Description of the task —
The entries that follow include a run beginning at the line with "pub struct Config" and ending at the line with "pub fn renders_to_terminal(&self)"; restate that run word for word and leave the rest out.

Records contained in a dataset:

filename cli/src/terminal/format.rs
use std::fmt::Display;

use crate::terminal::colors;
use colored::*;
use subnetr_common::network::block::AddressBlock;
use subnetr_core::report::{AllocatedSubnet, BlockInfo};

/// Width the keys of aligned lines and tree details are padded to.
const KEY_WIDTH: usize = 10;

type Detail = (&'static str, ColoredString);

/// `address/prefix` with the two halves colored apart.
pub fn cidr(block: &AddressBlock) -> ColoredString {
    let address: ColoredString = block.network().to_string().color(colors::IPV4_ADDR);
    let prefix: ColoredString = block.prefix_len().to_string().color(colors::IPV4_PREFIX);
    format!("{address}/{prefix}").color(colors::SEPARATOR)
}

pub fn block_details(info: &BlockInfo) -> Vec<Detail> {
    vec![
        ("Network", info.network.to_string().color(colors::IPV4_ADDR)),
        ("Netmask", info.netmask.to_string().color(colors::MASK)),
        ("Wildcard", info.wildcard.to_string().color(colors::MASK)),
        ("Broadcast", info.broadcast.to_string().color(colors::IPV4_ADDR)),
        ("Prefix", format!("/{}", info.prefixlen).color(colors::IPV4_PREFIX)),
        ("Addresses", info.num_addresses.to_string().color(colors::COUNT)),
        ("Usable", info.usable_addresses.to_string().color(colors::COUNT)),
        host_range(info),
    ]
}

pub fn allocation_details(allocated: &AllocatedSubnet) -> Vec<Detail> {
    let info = &allocated.info;
    vec![
        ("CIDR", cidr(&allocated.cidr)),
        ("Requested", allocated.required_hosts.to_string().color(colors::COUNT)),
        ("Usable", allocated.available_hosts.to_string().color(colors::COUNT)),
        ("Netmask", info.netmask.to_string().color(colors::MASK)),
        ("Broadcast", info.broadcast.to_string().color(colors::IPV4_ADDR)),
        host_range(info),
    ]
}

fn host_range(info: &BlockInfo) -> Detail {
    let start: ColoredString = info.host_range_start.to_string().color(colors::IPV4_ADDR);
    let end: ColoredString = info.host_range_end.to_string().color(colors::IPV4_ADDR);
    let sep: ColoredString = "-".color(colors::SEPARATOR);
    ("Hosts", format!("{start} {sep} {end}").normal())
}

/// `> Key.......: value`
pub fn aligned(key: &str, value: impl Display) -> String {
    let dots: String = ".".repeat((KEY_WIDTH + 1).saturating_sub(key.len()));
    format!(
        "{} {}{}{} {}",
        ">".color(colors::SEPARATOR),
        key.color(colors::PRIMARY),
        dots.color(colors::SEPARATOR),
        ":".color(colors::SEPARATOR),
        value
    )
}

/// One branch per detail, the last one closing the tree.
pub fn branches(details: &[Detail]) -> Vec<String> {
    details
        .iter()
        .enumerate()
        .map(|(i, (key, value))| {
            let branch: &str = if i + 1 == details.len() { "└─" } else { "├─" };
            let dots: String = ".".repeat(KEY_WIDTH.saturating_sub(key.len()));
            format!(
                " {} {}{}{} {}",
                branch.color(colors::SEPARATOR),
                key.color(colors::TEXT_DEFAULT),
                dots.color(colors::SEPARATOR),
                ":".color(colors::SEPARATOR),
                value
            )
        })
        .collect()
}

/// `[idx] name` followed by its branches.
pub fn tree(idx: usize, name: &str, details: &[Detail]) -> Vec<String> {
    let head: String = format!(
        "{}{}{} {}",
        "[".color(colors::SEPARATOR),
        idx.to_string().color(colors::ACCENT),
        "]".color(colors::SEPARATOR),
        name.color(colors::PRIMARY)
    );
    let mut lines: Vec<String> = vec![head];
    lines.extend(branches(details));
    lines
}

// ╔════════════════════════════════════════════╗
// ║ ████████╗███████╗███████╗████████╗███████╗ ║
// ║ ╚══██╔══╝██╔════╝██╔════╝╚══██╔══╝██╔════╝ ║
// ║    ██║   █████╗  ███████╗   ██║   ███████╗ ║
// ║    ██║   ██╔══╝  ╚════██║   ██║   ╚════██║ ║
// ║    ██║   ███████╗███████║   ██║   ███████║ ║
// ║    ╚═╝   ╚══════╝╚══════╝   ╚═╝   ╚══════╝ ║
// ╚════════════════════════════════════════════╝
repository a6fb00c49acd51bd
use std::fmt;

use colored::*;
use tracing::field::{Field, Visit};
use tracing::{Event, Level, Metadata, Subscriber};
use tracing_subscriber::EnvFilter;
use tracing_subscriber::fmt::FormatEvent;
use tracing_subscriber::fmt::format::{self, Writer};
use tracing_subscriber::fmt::writer::MakeWriterExt;
use tracing_subscriber::registry::LookupSpan;

/// Events on this target are report lines and are written verbatim to stdout.
pub const PRINT_TARGET: &str = "subnetr::print";

pub struct SubnetrFormatter;

impl<S, N> FormatEvent<S, N> for SubnetrFormatter
where
    S: Subscriber + for<'a> LookupSpan<'a>,
    N: for<'a> format::FormatFields<'a> + 'static,
{
    fn format_event(
        &self,
        ctx: &tracing_subscriber::fmt::FmtContext<'_, S, N>,
        mut writer: Writer<'_>,
        event: &Event<'_>,
    ) -> std::fmt::Result {
        let meta = event.metadata();

        if meta.target() == PRINT_TARGET {
            let mut raw = RawMessage::default();
            event.record(&mut raw);
            return writeln!(writer, "{}", raw.0);
        }

        let (symbol, color_func): (&str, fn(ColoredString) -> ColoredString) = match *meta.level() {
            Level::TRACE => ("[ ]", |s| s.dimmed()),
            Level::DEBUG => ("[?]", |s| s.blue()),
            Level::INFO => ("[+]", |s| s.green().bold()),
            Level::WARN => ("[*]", |s| s.yellow().bold()),
            Level::ERROR => ("[-]", |s| s.red().bold()),
        };

        write!(writer, "{} ", color_func(symbol.into()))?;

        ctx.field_format().format_fields(writer.by_ref(), event)?;

        writeln!(writer)
    }
}

/// Pulls the `raw_msg` field out of a print event.
#[derive(Default)]
struct RawMessage(String);

impl Visit for RawMessage {
    fn record_str(&mut self, field: &Field, value: &str) {
        if field.name() == "raw_msg" {
            self.0.push_str(value);
        }
    }

    fn record_debug(&mut self, field: &Field, value: &dyn fmt::Debug) {
        if field.name() == "raw_msg" {
            self.0 = format!("{value:?}");
        }
    }
}

/// Installs the global subscriber.
///
/// Report lines go to stdout, every other event to stderr so exports stay clean.
/// `RUST_LOG` overrides the default level.
pub fn init_logging(verbose: bool) {
    let default_level = if verbose { "debug" } else { "info" };
    let filter = EnvFilter::try_from_default_env().unwrap_or_else(|_| EnvFilter::new(default_level));
    let filter = match format!("{PRINT_TARGET}=info").parse() {
        Ok(directive) => filter.add_directive(directive),
        Err(_) => filter,
    };

    let writer = std::io::stdout
        .with_filter(|meta: &Metadata<'_>| meta.target() == PRINT_TARGET)
        .or_else(std::io::stderr);

    tracing_subscriber::fmt()
        .with_env_filter(filter)
        .with_writer(writer)
        .event_format(SubnetrFormatter)
        .init();
}
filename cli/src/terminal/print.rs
use crate::terminal::colors;
use crate::terminal::logging::PRINT_TARGET;
use colored::*;
use subnetr_common::config::Config;
use tracing::info;
use unicode_width::UnicodeWidthStr;

pub const TOTAL_WIDTH: usize = 64;

#[macro_export]
macro_rules! sprint {
    () => {
        $crate::terminal::print::print("");
    };
    ($msg:expr) => {
        $crate::terminal::print::print($msg);
    };
}

pub fn print(msg: &str) {
    info!(target: PRINT_TARGET, raw_msg = msg);
}

pub fn lines(lines: &[String]) {
    for line in lines {
        print(line);
    }
}

/// Decorations are only drawn on a full terminal report.
fn decorated(cfg: &Config) -> bool {
    cfg.quiet == 0 && cfg.renders_to_terminal()
}

pub fn banner(cfg: &Config) {
    if cfg.no_banner || !decorated(cfg) {
        return;
    }

    let title: String = format!("⟦ SUBNETR v{} ⟧ ", env!("CARGO_PKG_VERSION"));
    let side: usize = TOTAL_WIDTH.saturating_sub(UnicodeWidthStr::width(title.as_str())) / 2;
    let sep: ColoredString = "═".repeat(side).color(colors::SEPARATOR);
    print(&format!("{sep}{}{sep}", title.bright_green().bold()));
}

pub fn header(msg: &str, cfg: &Config) {
    if !decorated(cfg) {
        return;
    }

    let title: String = format!("⟦ {} ⟧", msg.to_uppercase());
    let dashes: usize = TOTAL_WIDTH.saturating_sub(UnicodeWidthStr::width(title.as_str()));
    let left: String = "─".repeat(dashes / 2);
    let right: String = "─".repeat(dashes - dashes / 2);
    print(&format!(
        "{}{}{}",
        left.color(colors::SEPARATOR),
        title.bright_green(),
        right.color(colors::SEPARATOR)
    ));
}

pub fn fat_separator() {
    print(&"═".repeat(TOTAL_WIDTH).color(colors::SEPARATOR).to_string());
}

pub fn print_status(msg: &str) {
    print(&format!("{} {}", ">".color(colors::SEPARATOR), msg));
}

pub fn centerln(msg: &str) {
    let space = " ".repeat(TOTAL_WIDTH.saturating_sub(console::measure_text_width(msg)) / 2);
    print(&format!("{space}{msg}"));
}

pub fn end_of_program(cfg: &Config) {
    if decorated(cfg) {
        fat_separator();
    }
}
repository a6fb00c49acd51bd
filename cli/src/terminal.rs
pub mod colors;
pub mod format;
pub mod logging;
pub mod print;
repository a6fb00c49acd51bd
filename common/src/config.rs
use std::fmt;
use std::path::PathBuf;
use std::str::FromStr;

/// How results are rendered.
#[derive(Debug, Clone, Copy, PartialEq, Eq, Default)]
pub enum OutputFormat {
    /// Colored terminal report.
    #[default]
    Text,
    Json,
    Csv,
}

impl FromStr for OutputFormat {
    type Err = String;

    fn from_str(s: &str) -> Result<Self, Self::Err> {
        match s.to_ascii_lowercase().as_str() {
            "text" | "txt" => Ok(OutputFormat::Text),
            "json" => Ok(OutputFormat::Json),
            "csv" => Ok(OutputFormat::Csv),
            _ => Err(format!("unknown format '{s}', expected text, json or csv")),
        }
    }
}

impl fmt::Display for OutputFormat {
    fn fmt(&self, f: &mut fmt::Formatter<'_>) -> fmt::Result {
        let name = match self {
            OutputFormat::Text => "text",
            OutputFormat::Json => "json",
            OutputFormat::Csv => "csv",
        };
        f.write_str(name)
    }
}

#[derive(Debug, Clone)]
pub struct Config {
    /// 0 prints the full report, 1 drops banner and headers, 2 keeps only result lines.
    pub quiet: u8,
    pub no_banner: bool,
    /// Rejects CIDR input with host bits set instead of normalizing it.
    pub strict: bool,
    pub format: OutputFormat,
    /// Field delimiter for CSV output.
    pub delimiter: char,
    /// Writes the rendered export here instead of stdout.
    pub output: Option<PathBuf>,
}

impl Config {
    /// True when results are shown as the colored terminal report rather than exported.
    pub fn renders_to_terminal(&self) -> bool {
        self.format == OutputFormat::Text && self.output.is_none()
    }
}

impl Default for Config {
    fn default() -> Self {
        Self {
            quiet: 0,
            no_banner: false,
            strict: false,
            format: OutputFormat::Text,
            delimiter: ',',
            output: None,
        }
    }
}

// ╔════════════════════════════════════════════╗
// ║ ████████╗███████╗███████╗████████╗███████╗ ║
// ║ ╚══██╔══╝██╔════╝██╔════╝╚══██╔══╝██╔════╝ ║
// ║    ██║   █████╗  ███████╗   ██║   ███████╗ ║
// ║    ██║   ██╔══╝  ╚════██║   ██║   ╚════██║ ║
// ║    ██║   ███████╗███████║   ██║   ███████║ ║
// ║    ╚═╝   ╚══════╝╚══════╝   ╚═╝   ╚══════╝ ║
// ╚════════════════════════════════════════════╝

Answer for this exercise —
pub struct Config {
    /// 0 prints the full report, 1 drops banner and headers, 2 keeps only result lines.
    pub quiet: u8,
    pub no_banner: bool,
    /// Rejects CIDR input with host bits set instead of normalizing it.
    pub strict: bool,
    pub format: OutputFormat,
    /// Field delimiter for CSV output.
    pub delimiter: char,
    /// Writes the rendered export here instead of stdout.
    pub output: Option<PathBuf>,
}

impl Config {
    /// True when results are shown as the colored terminal report rather than exported.
    pub fn renders_to_terminal(&self) -> bool {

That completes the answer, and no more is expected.